Write a Python program to classify the given twitter dataset describing tweets on U.S airlines into positive, neutral and negative classes.
We will first obtain the dataset from Kaggle, we use the U.S airlines twitter sentiment Dataset. We can directly import this and begin with our Classification procedure, but we will first observe the dataset, pre-process it and save it into a Comma Separated File format, so as to import it easily.
For the pre-processing part, we had observed that there were a few “@”, and “#” signs which indicated the users and topics values. We will just be removing such tokens, as they do not contribute to the sentiment. We store this modified dataset into a CSV file.

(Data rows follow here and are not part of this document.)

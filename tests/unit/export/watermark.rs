use super::*;
use crate::render::canvas::recording::{Op, RecordingCanvas};

#[test]
fn font_size_scales_with_width_within_bounds() {
    assert_eq!(watermark_font_size(100), 12.0);
    assert_eq!(watermark_font_size(800), 20.0);
    assert_eq!(watermark_font_size(4000), 24.0);
}

#[test]
fn text_lands_in_the_bottom_right_corner() {
    let surface = Raster::filled(800, 600, [0, 0, 0, 255]);
    let mut canvas = RecordingCanvas::new();
    let out = apply_watermark(&mut canvas, &surface, "caption-art").unwrap();

    let fills = canvas.fills();
    let [Op::Fill { origin, size_px, .. }] = fills.as_slice() else {
        panic!("expected one fill, got {:?}", canvas.ops);
    };
    assert_eq!(*size_px, 20.0);
    // 11 chars * 20px * 0.5em
    assert!((origin.x - (800.0 - 110.0 - 20.0)).abs() < 1e-9);
    assert!((origin.y - 580.0).abs() < 1e-9);

    for y in 0..600 {
        for x in 0..800 {
            if out.pixel(x, y) != Some([0, 0, 0, 255]) {
                assert!(x >= 400 && x < 781 && y >= 300 && y <= 580, "({x},{y})");
            }
        }
    }
    assert_ne!(out.pixel(700, 570), Some([0, 0, 0, 255]));
}

#[test]
fn blank_text_returns_a_plain_copy() {
    let surface = Raster::filled(40, 30, [10, 20, 30, 255]);
    let mut canvas = RecordingCanvas::new();
    let out = apply_watermark(&mut canvas, &surface, "  ").unwrap();
    assert_eq!(out, surface);
    assert!(canvas.fills().is_empty());
}

#[test]
fn drawing_failures_are_tagged() {
    let surface = Raster::filled(40, 30, [10, 20, 30, 255]);
    let mut canvas = RecordingCanvas::new();
    canvas.fail_on_fill = true;
    let err = apply_watermark(&mut canvas, &surface, "x").unwrap_err();
    assert_eq!(err.kind(), crate::foundation::error::ExportErrorKind::WatermarkFailed);

    let mut canvas = RecordingCanvas::new();
    assert!(apply_watermark(&mut canvas, &Raster::new(0, 3), "x").is_err());
}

Now that the dataset is ready, we will proceed to the actual Classification Process, we will in this lab use the Multinomial Naive Bayes Classifier Algorithm to perform text analysis on the data to predict the sentiment that is wished to be conveyed.
The implementation of these algorithms is done in the Python Programming Language. We have first performed a 80%-20% train-test split of the complete dataset, and then we have used the training set to train the decision tree classifiers, and then the test set to evaluate the models. All the functions that have been used here has been written by us, with minimal usage of external libraries.
As the text processing used is not of the best quality, we have obtained mixed results. We have about 40% Train accuracy and nearly 95% accuracy in the unseen test dataset. This means that the algorithm works best with unseen data which is the target of our approach.
The codes are present in two notebooks one for the pre-processing and the other for the classifier model building.